Looking through a list of majors in a very tiny font, I read "Decision Sciences" as "Derision Sciences," and had the following thoughts:

Intro to Mocking 101
Intro to Scoffing 102
398: Special Topics in Derision Sciences: The Point & Laugh
450: Sarcasm, Facetiousness, and Parody
531: Advanced Mocking
532: Advanced Scoffing
600: Comebacks

Wednesday, October 19, 2005

the iPod people, continued

(I haven't written the first part of this post - it's still a draft.)

Now that I have it, I like it. I'm in my own little world, where it doesn't really matter if everyone I pass looks away - now I can assume that they'd be polite if only I didn't have the earbuds shutting them out.
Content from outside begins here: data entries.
use crate::grammar::{format_symbols, format_terminals, Symbol, Terminal};
use std::io::{self, Write};

pub const DEFAULT_WIDTH: usize = 16;

/// Receives a snapshot of the automaton before its first step and after every
/// step. Observers cannot influence the parse.
pub trait Observer {
    /// Observes the stack, bottom first, and the input not yet consumed
    fn observe(&mut self, stack: &[Symbol], input: &[Terminal]);
}

/// An observer which discards everything
pub struct Silent;

impl Observer for Silent {
    fn observe(&mut self, _: &[Symbol], _: &[Terminal]) {}
}

#[derive(Debug, Clone, PartialEq, Eq)]
/// A rendered snapshot of the automaton
pub struct Step {
    pub stack: String,
    pub input: String,
}

#[derive(Debug, Default)]
/// An observer which keeps every snapshot in memory
pub struct Recorder {
    pub steps: Vec<Step>,
}

impl Recorder {
    pub fn new() -> Recorder {
        Recorder { steps: Vec::new() }
    }
}

impl Observer for Recorder {
    fn observe(&mut self, stack: &[Symbol], input: &[Terminal]) {
        self.steps.push(Step {
            stack: format_symbols(stack),
            input: format_terminals(input),
        });
    }
}

/// An observer which writes one line per snapshot: the stack padded to a
/// fixed width, a tab, then the remaining input.
///
/// Writing stops at the first I/O error, which is reported by `finish`.
pub struct TraceWriter<W: Write> {
    out: W,
    width: usize,
    error: Option<io::Error>,
}

impl<W: Write> TraceWriter<W> {
    pub fn new(out: W) -> TraceWriter<W> {
        Self::with_width(out, DEFAULT_WIDTH)
    }

    pub fn with_width(out: W, width: usize) -> TraceWriter<W> {
        TraceWriter {
            out,
            width,
            error: None,
        }
    }

    /// Flushes the output and returns the writer, or the first error
    /// encountered while tracing
    pub fn finish(mut self) -> io::Result<W> {
        if let Some(e) = self.error.take() {
            return Err(e);
        }
        self.out.flush()?;

        Ok(self.out)
    }
}

impl<W: Write> Observer for TraceWriter<W> {
    fn observe(&mut self, stack: &[Symbol], input: &[Terminal]) {
        if self.error.is_some() {
            return;
        }

        if let Err(e) = writeln!(
            self.out,
            "{:<w$}\t{}",
            format_symbols(stack),
            format_terminals(input),
            w = self.width
        ) {
            self.error = Some(e);
        }
    }
}
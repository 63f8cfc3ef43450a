mod symbol;
mod table;

pub use symbol::{format_symbols, format_terminals, NonTerminal, Symbol, Terminal};
pub use table::TransitionTable;

use std::fmt;

#[derive(Debug, Clone, PartialEq, Eq)]
/// A production of the expression grammar
pub struct Production {
    pub head: NonTerminal,
    pub body: Vec<Symbol>,
}

impl Production {
    /// Returns true if the production is an ϵ-production
    pub fn is_e(&self) -> bool {
        self.body.iter().all(|s| *s == Symbol::Empty)
    }
}

impl fmt::Display for Production {
    fn fmt(&self, f: &mut fmt::Formatter) -> fmt::Result {
        write!(f, "{} → {}", self.head, format_symbols(&self.body))
    }
}

#[cfg(test)]
mod test {
    use super::*;

    #[test]
    fn test_is_e() {
        let p = Production {
            head: NonTerminal::D,
            body: vec![Symbol::Empty],
        };
        assert!(p.is_e());
        assert_eq!(p.to_string(), "D → ϵ");

        let p = Production {
            head: NonTerminal::C,
            body: vec![Symbol::Terminal(Terminal::IdentB)],
        };
        assert!(!p.is_e());
    }
}
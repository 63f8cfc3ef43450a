use std::fmt;

#[derive(Debug, Clone, Copy, PartialEq, Eq, PartialOrd, Ord, Hash)]
/// An input symbol of the expression language, including the end-of-input
/// marker
pub enum Terminal {
    IdentA,
    IdentB,
    IdentC,
    Minus,
    Star,
    OpenParen,
    CloseParen,
    EndOfInput,
}

impl Terminal {
    /// All terminals, in table column order
    pub const ALL: [Terminal; 8] = [
        Terminal::IdentA,
        Terminal::IdentB,
        Terminal::IdentC,
        Terminal::Minus,
        Terminal::Star,
        Terminal::OpenParen,
        Terminal::CloseParen,
        Terminal::EndOfInput,
    ];

    /// Classifies a character of user input. The end-of-input marker is
    /// synthetic, so '$' is never recognized here.
    pub fn from_char(c: char) -> Option<Terminal> {
        match c {
            'a' => Some(Terminal::IdentA),
            'b' => Some(Terminal::IdentB),
            'c' => Some(Terminal::IdentC),
            '-' => Some(Terminal::Minus),
            '*' => Some(Terminal::Star),
            '(' => Some(Terminal::OpenParen),
            ')' => Some(Terminal::CloseParen),
            _ => None,
        }
    }

    /// Returns the character this terminal matches
    pub fn as_char(self) -> char {
        match self {
            Terminal::IdentA => 'a',
            Terminal::IdentB => 'b',
            Terminal::IdentC => 'c',
            Terminal::Minus => '-',
            Terminal::Star => '*',
            Terminal::OpenParen => '(',
            Terminal::CloseParen => ')',
            Terminal::EndOfInput => '$',
        }
    }
}

impl fmt::Display for Terminal {
    fn fmt(&self, f: &mut fmt::Formatter) -> fmt::Result {
        write!(f, "{}", self.as_char())
    }
}

#[derive(Debug, Clone, Copy, PartialEq, Eq, PartialOrd, Ord, Hash)]
/// A grammar state which must be expanded through the transition table
pub enum NonTerminal {
    /// Expression
    A,
    /// Term
    B,
    /// Factor
    C,
    /// Rest of an expression: further `-` operands, or nothing
    D,
    /// Rest of a term: further `*` operands, or nothing
    E,
}

impl NonTerminal {
    pub const ALL: [NonTerminal; 5] = [
        NonTerminal::A,
        NonTerminal::B,
        NonTerminal::C,
        NonTerminal::D,
        NonTerminal::E,
    ];

    /// The state every derivation starts from
    pub const START: NonTerminal = NonTerminal::A;

    pub fn name(self) -> &'static str {
        match self {
            NonTerminal::A => "A",
            NonTerminal::B => "B",
            NonTerminal::C => "C",
            NonTerminal::D => "D",
            NonTerminal::E => "E",
        }
    }
}

impl fmt::Display for NonTerminal {
    fn fmt(&self, f: &mut fmt::Formatter) -> fmt::Result {
        f.write_str(self.name())
    }
}

#[derive(Debug, Clone, Copy, PartialEq, Eq, Hash)]
/// A symbol in the body of a production, or on the automaton's stack
pub enum Symbol {
    Terminal(Terminal),
    NonTerminal(NonTerminal),
    Empty,
}

impl fmt::Display for Symbol {
    fn fmt(&self, f: &mut fmt::Formatter) -> fmt::Result {
        match self {
            Symbol::Terminal(t) => fmt::Display::fmt(t, f),
            Symbol::NonTerminal(nt) => fmt::Display::fmt(nt, f),
            Symbol::Empty => f.write_str("ϵ"),
        }
    }
}

/// Concatenates the text of a sequence of symbols, left to right
pub fn format_symbols(symbols: &[Symbol]) -> String {
    symbols.iter().map(ToString::to_string).collect()
}

/// Concatenates the characters of a sequence of terminals, left to right
pub fn format_terminals(terminals: &[Terminal]) -> String {
    terminals.iter().map(|t| t.as_char()).collect()
}
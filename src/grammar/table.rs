use super::{NonTerminal, Production, Symbol, Terminal};
use crate::errors::{Error, Result};
use prettytable::{Cell, Row, Table};
use std::collections::HashMap;
use std::fmt;

/// An LL(1) transition table, mapping a non-terminal and a lookahead
/// terminal to the body of the production to expand it with
#[derive(Debug, Clone, PartialEq, Eq)]
pub struct TransitionTable {
    transitions: HashMap<(NonTerminal, Terminal), Vec<Symbol>>,
}

impl TransitionTable {
    /// Returns the table for the expression grammar:
    ///
    /// ```text
    /// A → B D
    /// D → - B D | ϵ
    /// B → C E
    /// E → * C E | ϵ
    /// C → a | b | c | ( A )
    /// ```
    pub fn new() -> TransitionTable {
        use NonTerminal::{A, B, C, D, E};
        use Terminal::*;

        let nt = Symbol::NonTerminal;
        let t = Symbol::Terminal;

        let mut entries = Vec::new();

        for lookahead in [IdentA, IdentB, IdentC, OpenParen] {
            entries.push((A, lookahead, vec![nt(B), nt(D)]));
            entries.push((B, lookahead, vec![nt(C), nt(E)]));
        }

        entries.push((D, Minus, vec![t(Minus), nt(B), nt(D)]));
        for lookahead in [CloseParen, EndOfInput] {
            entries.push((D, lookahead, vec![Symbol::Empty]));
        }

        entries.push((E, Star, vec![t(Star), nt(C), nt(E)]));
        for lookahead in [Minus, CloseParen, EndOfInput] {
            entries.push((E, lookahead, vec![Symbol::Empty]));
        }

        for ident in [IdentA, IdentB, IdentC] {
            entries.push((C, ident, vec![t(ident)]));
        }
        entries.push((C, OpenParen, vec![t(OpenParen), nt(A), t(CloseParen)]));

        TransitionTable {
            transitions: entries
                .into_iter()
                .map(|(state, lookahead, body)| ((state, lookahead), body))
                .collect(),
        }
    }

    /// Creates a table from arbitrary entries. Fails if two entries share a
    /// key, since the lookahead would no longer select a unique production.
    pub fn from_entries<I>(entries: I) -> Result<TransitionTable>
    where
        I: IntoIterator<Item = (NonTerminal, Terminal, Vec<Symbol>)>,
    {
        let mut transitions = HashMap::new();

        for (state, terminal, body) in entries {
            if transitions.insert((state, terminal), body).is_some() {
                return Err(Error::DuplicateTransition { state, terminal });
            }
        }

        Ok(TransitionTable { transitions })
    }

    /// Returns the production body to push for a non-terminal under the given
    /// lookahead
    pub fn lookup(&self, state: NonTerminal, terminal: Terminal) -> Result<&[Symbol]> {
        self.transitions
            .get(&(state, terminal))
            .map(Vec::as_slice)
            .ok_or(Error::NoProduction { state, terminal })
    }

    /// Returns the number of entries in the table
    pub fn len(&self) -> usize {
        self.transitions.len()
    }

    pub fn is_empty(&self) -> bool {
        self.transitions.is_empty()
    }

    /// Returns all entries, sorted by non-terminal and then by terminal
    pub fn entries(&self) -> Vec<(NonTerminal, Terminal, &[Symbol])> {
        let mut entries: Vec<_> = self
            .transitions
            .iter()
            .map(|(&(state, terminal), body)| (state, terminal, body.as_slice()))
            .collect();
        entries.sort_by_key(|&(state, terminal, _)| (state, terminal));

        entries
    }

    /// Returns the distinct productions encoded by the table, grouped by head
    /// in non-terminal order, with the bodies of each head in order of first
    /// appearance across the terminals
    pub fn productions(&self) -> Vec<Production> {
        let mut productions: Vec<Production> = Vec::new();

        for (head, _, body) in self.entries() {
            let seen = productions
                .iter()
                .any(|p| p.head == head && p.body.as_slice() == body);
            if !seen {
                productions.push(Production {
                    head,
                    body: body.to_vec(),
                });
            }
        }

        productions
    }
}

impl Default for TransitionTable {
    fn default() -> Self {
        Self::new()
    }
}

impl fmt::Display for TransitionTable {
    /// Formats the table as a grid with a row per non-terminal and a column
    /// per terminal
    fn fmt(&self, f: &mut fmt::Formatter) -> fmt::Result {
        let mut table = Table::new();

        table.add_row(Row::new(
            std::iter::once(Cell::new(""))
                .chain(Terminal::ALL.iter().map(|t| Cell::new(&t.to_string())))
                .collect(),
        ));

        for state in NonTerminal::ALL {
            table.add_row(Row::new(
                std::iter::once(Cell::new(state.name()))
                    .chain(Terminal::ALL.iter().map(|&t| {
                        let text = match self.transitions.get(&(state, t)) {
                            Some(body) => super::format_symbols(body),
                            None => String::new(),
                        };
                        Cell::new(&text)
                    }))
                    .collect(),
            ));
        }

        write!(f, "{}", table)
    }
}

#[cfg(test)]
mod test {
    use super::*;
    use Terminal::*;

    #[test]
    fn test_lookup() -> std::result::Result<(), Box<dyn std::error::Error>> {
        let table = TransitionTable::new();

        assert_eq!(
            table.lookup(NonTerminal::A, OpenParen)?,
            &[
                Symbol::NonTerminal(NonTerminal::B),
                Symbol::NonTerminal(NonTerminal::D)
            ]
        );
        assert_eq!(
            table.lookup(NonTerminal::C, OpenParen)?,
            &[
                Symbol::Terminal(OpenParen),
                Symbol::NonTerminal(NonTerminal::A),
                Symbol::Terminal(CloseParen)
            ]
        );
        assert_eq!(table.lookup(NonTerminal::E, Minus)?, &[Symbol::Empty]);
        assert_eq!(
            table.lookup(NonTerminal::A, EndOfInput),
            Err(Error::NoProduction {
                state: NonTerminal::A,
                terminal: EndOfInput
            })
        );
        assert_eq!(
            table.lookup(NonTerminal::D, Star),
            Err(Error::NoProduction {
                state: NonTerminal::D,
                terminal: Star
            })
        );

        Ok(())
    }

    #[test]
    fn test_fixture() {
        let table = TransitionTable::new();
        let rendered: Vec<String> = table
            .entries()
            .into_iter()
            .map(|(state, t, body)| format!("{state},{t} → {}", crate::grammar::format_symbols(body)))
            .collect();

        assert_eq!(
            rendered,
            vec![
                "A,a → BD",
                "A,b → BD",
                "A,c → BD",
                "A,( → BD",
                "B,a → CE",
                "B,b → CE",
                "B,c → CE",
                "B,( → CE",
                "C,a → a",
                "C,b → b",
                "C,c → c",
                "C,( → (A)",
                "D,- → -BD",
                "D,) → ϵ",
                "D,$ → ϵ",
                "E,- → ϵ",
                "E,* → *CE",
                "E,) → ϵ",
                "E,$ → ϵ",
            ]
        );
        assert_eq!(table.len(), 19);
    }

    #[test]
    fn test_productions() {
        let rendered: Vec<String> = TransitionTable::new()
            .productions()
            .iter()
            .map(ToString::to_string)
            .collect();

        assert_eq!(
            rendered,
            vec![
                "A → BD", "B → CE", "C → a", "C → b", "C → c", "C → (A)", "D → -BD", "D → ϵ",
                "E → ϵ", "E → *CE",
            ]
        );
    }

    #[test]
    fn test_duplicate_entry() {
        let result = TransitionTable::from_entries([
            (NonTerminal::A, IdentA, vec![Symbol::Terminal(IdentA)]),
            (NonTerminal::A, IdentA, vec![Symbol::Empty]),
        ]);

        assert_eq!(
            result,
            Err(Error::DuplicateTransition {
                state: NonTerminal::A,
                terminal: IdentA
            })
        );
    }

    #[test]
    fn test_display() {
        let output = TransitionTable::new().to_string();

        assert!(output.contains("(A)"));
        assert!(output.contains("-BD"));
        assert_eq!(output.matches('ϵ').count(), 5);
    }
}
And, unlike every other earbudded robot model walking around, I can still make eye contact and smile. I'm challenging social norms!

Seriously, my mood was looking bad this morning. Two trains had come by in the middle of the night (4:40 and about 6). And while they normally don't wake me up, both of these trains were going very slowly and honking their horns in short little bursts about every 10 feet. What the fuck, train. Way to not run over anyone and wake up every damn person in the town.
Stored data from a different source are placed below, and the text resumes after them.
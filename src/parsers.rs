pub mod derivation;
pub mod predictive;
pub mod reader;
pub mod stack;
pub mod trace;

pub use derivation::Derivation;
pub use predictive::Parser;
pub use trace::{Observer, Recorder, Silent, Step, TraceWriter};
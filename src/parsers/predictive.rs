use super::derivation::Derivation;
use super::reader::Reader;
use super::stack::Stack;
use super::trace::{Observer, Silent};
use crate::errors::{Error, Result};
use crate::grammar::{NonTerminal, Symbol, TransitionTable};

/// A table-driven pushdown automaton for LL(1) grammars
pub struct Parser<'t> {
    table: &'t TransitionTable,
}

impl<'t> Parser<'t> {
    /// Creates a new parser driven by the given transition table
    pub fn new(table: &'t TransitionTable) -> Parser<'t> {
        Parser { table }
    }

    /// Returns true if the input belongs to the language
    pub fn accepts(&self, input: &str) -> bool {
        self.parse(input).is_ok()
    }

    /// Parses an input string, returning the derivation on acceptance
    pub fn parse(&self, input: &str) -> Result<Derivation> {
        self.parse_traced(input, &mut Silent)
    }

    /// Parses an input string, passing a snapshot of the stack and the
    /// remaining input to the observer before the first step and after every
    /// step. Snapshots taken before an error remain valid history.
    pub fn parse_traced<O: Observer + ?Sized>(
        &self,
        input: &str,
        observer: &mut O,
    ) -> Result<Derivation> {
        // Algorithm adapted from Aho et al (2007) p.227, with the
        // end-of-input marker kept on the stack so that it must be matched
        // like any other terminal

        let mut reader = Reader::new(input)?;
        let mut stack = Stack::new(NonTerminal::START);
        let mut derivation = Derivation::new();

        observer.observe(stack.symbols(), reader.remaining());

        while let (Some(top), Some(lookahead)) = (stack.peek(), reader.lookahead()) {
            stack.pop();

            match top {
                // Push the body of the production selected by the lookahead
                // in reverse order, so that its first symbol comes off the
                // stack first
                Symbol::NonTerminal(state) => {
                    let body = self.table.lookup(state, lookahead)?;
                    stack.push_body(body);
                    derivation.push(state, body);
                }
                Symbol::Terminal(expected) => {
                    if expected != lookahead {
                        return Err(Error::TerminalMismatch {
                            expected,
                            found: lookahead,
                            position: reader.position(),
                        });
                    }
                    reader.next();
                }
                // An ϵ-production consumes a step but no input
                Symbol::Empty => (),
            }

            observer.observe(stack.symbols(), reader.remaining());
        }

        // The derivation is complete only if the stack and the input ran out
        // together
        if !stack.is_empty() || !reader.is_empty() {
            return Err(Error::IncompleteDerivation {
                stack: stack.len(),
                input: reader.remaining().len(),
            });
        }

        Ok(derivation)
    }
}
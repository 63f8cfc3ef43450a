use crate::grammar::TransitionTable;

/// Outputs the transition table as a grid
pub fn output(table: &TransitionTable) {
    print!("{}", table);
}
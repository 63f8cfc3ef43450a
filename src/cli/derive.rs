use crate::grammar::{format_symbols, TransitionTable};
use crate::parsers::Parser;

/// Outputs the numbered sentential forms of a leftmost derivation of the input
pub fn output(
    table: &TransitionTable,
    input: &str,
) -> std::result::Result<(), Box<dyn std::error::Error>> {
    let forms = Parser::new(table).parse(input)?.sentential_forms();
    let width = (forms.len().checked_ilog10().unwrap_or(0) + 1) as usize;

    for (i, form) in forms.iter().enumerate() {
        println!("{:>w$}: {}", i + 1, format_symbols(form), w = width);
    }

    Ok(())
}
That, and I didn't have time (well, I thought) to get to the grocery store to buy the mozarella before work, and it was damn cold, and the dog wouldn't leave me the hell alone so that everywhere I stepped, there he was, howling with indignation and begging for something he's not going to get. I don't even know what, but I can tell you he's not getting it.

So, when at the bus stop at a time that would mean I could probably make it to work on time and in kind of an early-morning foul mood, "Heavy Metal Drummer" was the first song to play, with its nostagia and hope, and the pink sunrise and purple smears of clouds in the sky, and the crisp air and the new warm clothes, I felt better.
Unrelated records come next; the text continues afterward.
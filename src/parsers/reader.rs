use crate::errors::{Error, Result};
use crate::grammar::Terminal;

/// A left-to-right cursor over tokenized input, terminated by the
/// end-of-input marker
pub struct Reader {
    input: Vec<Terminal>,
    cursor: usize,
}

impl Reader {
    /// Classifies every character of the input and appends the end-of-input
    /// marker. Fails on the first character outside the alphabet.
    pub fn new(input: &str) -> Result<Reader> {
        let mut terminals = Vec::with_capacity(input.len() + 1);

        for (i, c) in input.chars().enumerate() {
            let Some(t) = Terminal::from_char(c) else {
                return Err(Error::UnknownInputSymbol {
                    character: c,
                    position: i + 1,
                });
            };
            terminals.push(t);
        }
        terminals.push(Terminal::EndOfInput);

        Ok(Reader {
            input: terminals,
            cursor: 0,
        })
    }

    /// Returns the next input terminal without consuming it
    pub fn lookahead(&self) -> Option<Terminal> {
        self.input.get(self.cursor).copied()
    }

    /// Consumes and returns the next input terminal
    pub fn next(&mut self) -> Option<Terminal> {
        let lookahead = self.lookahead();
        if lookahead.is_some() {
            self.cursor += 1;
        }

        lookahead
    }

    /// Returns the 1-based position of the next input terminal
    pub fn position(&self) -> usize {
        self.cursor + 1
    }

    /// Returns the input not yet consumed
    pub fn remaining(&self) -> &[Terminal] {
        &self.input[self.cursor..]
    }

    pub fn is_empty(&self) -> bool {
        self.cursor >= self.input.len()
    }
}
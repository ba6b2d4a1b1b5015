//! Error types for the loan contract

use ledger_shim::Status;
use thiserror::Error;

/// Result type for contract operations
pub type Result<T> = std::result::Result<T, Error>;

/// Contract errors
#[derive(Error, Debug)]
pub enum Error {
    /// Too few arguments supplied
    #[error("{operation} expects at least {expected} argument(s), got {actual}")]
    InvalidArgumentCount {
        /// Operation name
        operation: &'static str,
        /// Minimum argument count
        expected: usize,
        /// Supplied argument count
        actual: usize,
    },

    /// Ledger lookup failed, including a missing key
    #[error("Could not read {key} from ledger: {source}")]
    LedgerRead {
        /// Requested key
        key: String,
        /// Ledger failure
        #[source]
        source: ledger_shim::Error,
    },

    /// Ledger write failed
    #[error("Could not write {key} to ledger: {source}")]
    LedgerWrite {
        /// Target key
        key: String,
        /// Ledger failure
        #[source]
        source: ledger_shim::Error,
    },

    /// Payload is not a loan application (or could not be encoded)
    #[error("Serialization error: {0}")]
    Serialization(#[from] serde_json::Error),

    /// Caller's role does not satisfy the gate
    #[error("{name} with role {role} does not have access to {operation}")]
    AccessDenied {
        /// Resolved name attribute
        name: String,
        /// Resolved role attribute
        role: String,
        /// Gated operation
        operation: &'static str,
    },

    /// Identity layer could not produce an attribute
    #[error("Couldn't get attribute {attribute}: {source}")]
    AttributeResolution {
        /// Attribute name
        attribute: String,
        /// Identity failure
        #[source]
        source: ledger_shim::Error,
    },

    /// Event channel rejected the notification
    #[error("Could not emit event for {record_id}: {source}")]
    EventEmission {
        /// Record the event refers to
        record_id: String,
        /// Sink failure
        #[source]
        source: ledger_shim::Error,
    },

    /// Creation refused because the key is taken
    #[error("Loan application {0} already exists")]
    AlreadyExists(String),

    /// Function name not in the dispatch table
    #[error("Received unknown function invocation: {0}")]
    UnknownFunction(String),

    /// Configuration error
    #[error("Configuration error: {0}")]
    Config(String),
}

impl Error {
    /// Stable machine-readable code
    pub fn code(&self) -> &'static str {
        match self {
            Error::InvalidArgumentCount { .. } => "INVALID_ARGUMENT_COUNT",
            Error::LedgerRead { .. } => "LEDGER_READ_ERROR",
            Error::LedgerWrite { .. } => "LEDGER_WRITE_ERROR",
            Error::Serialization(_) => "SERIALIZATION_ERROR",
            Error::AccessDenied { .. } => "ACCESS_DENIED",
            Error::AttributeResolution { .. } => "ATTRIBUTE_RESOLUTION_ERROR",
            Error::EventEmission { .. } => "EVENT_EMISSION_ERROR",
            Error::AlreadyExists(_) => "ALREADY_EXISTS",
            Error::UnknownFunction(_) => "UNKNOWN_FUNCTION",
            Error::Config(_) => "CONFIG_ERROR",
        }
    }

    /// Response status for this error
    pub fn status(&self) -> Status {
        match self {
            Error::InvalidArgumentCount { .. } | Error::UnknownFunction(_) => Status::BadRequest,
            Error::AccessDenied { .. } | Error::AttributeResolution { .. } => Status::Forbidden,
            Error::LedgerRead { source, .. } if source.is_not_found() => Status::NotFound,
            Error::AlreadyExists(_) => Status::Conflict,
            _ => Status::Internal,
        }
    }
}

impl From<toml::de::Error> for Error {
    fn from(err: toml::de::Error) -> Self {
        Error::Config(format!("Failed to parse config: {}", err))
    }
}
Wednesday, October 05, 2005

My Second Favorite Deadly Sin

They don't tell you this, but the sloth doubles as a mob boss. Whuzza whuzza whuzza.

chaka-zulu

The title of this article is a classic victim of laconicity.

(Update: Okay, they changed the headline to something not nearly as funny -- it used to be "Boat Flip Probers Mull Raps vs. Owners.")

Tuesday, October 04, 2005

Hey, I was just saying how bad your book was!

Seriously, dude, I don't care how many genres you take part in inventing; to write a book intended to be damning of those crazy college kids that turns out to actually be nothing more than a soft-core porn novel, but with flatter characters and poor writing, and then turn around and do something like this (i.e. send a bunch of the very morons you were trying to make fun of on fucking Spring Break) completely blows any cred you'd ever accumulated (ever) straight to hell.

That's a Big Ten-Four

I love October.

Monday, October 03, 2005

Fall

I can't break the feeling that one of these days, walking around campus, I shall be beaned on the noggin with a walnut. Or an acorn. A walnut would be worse.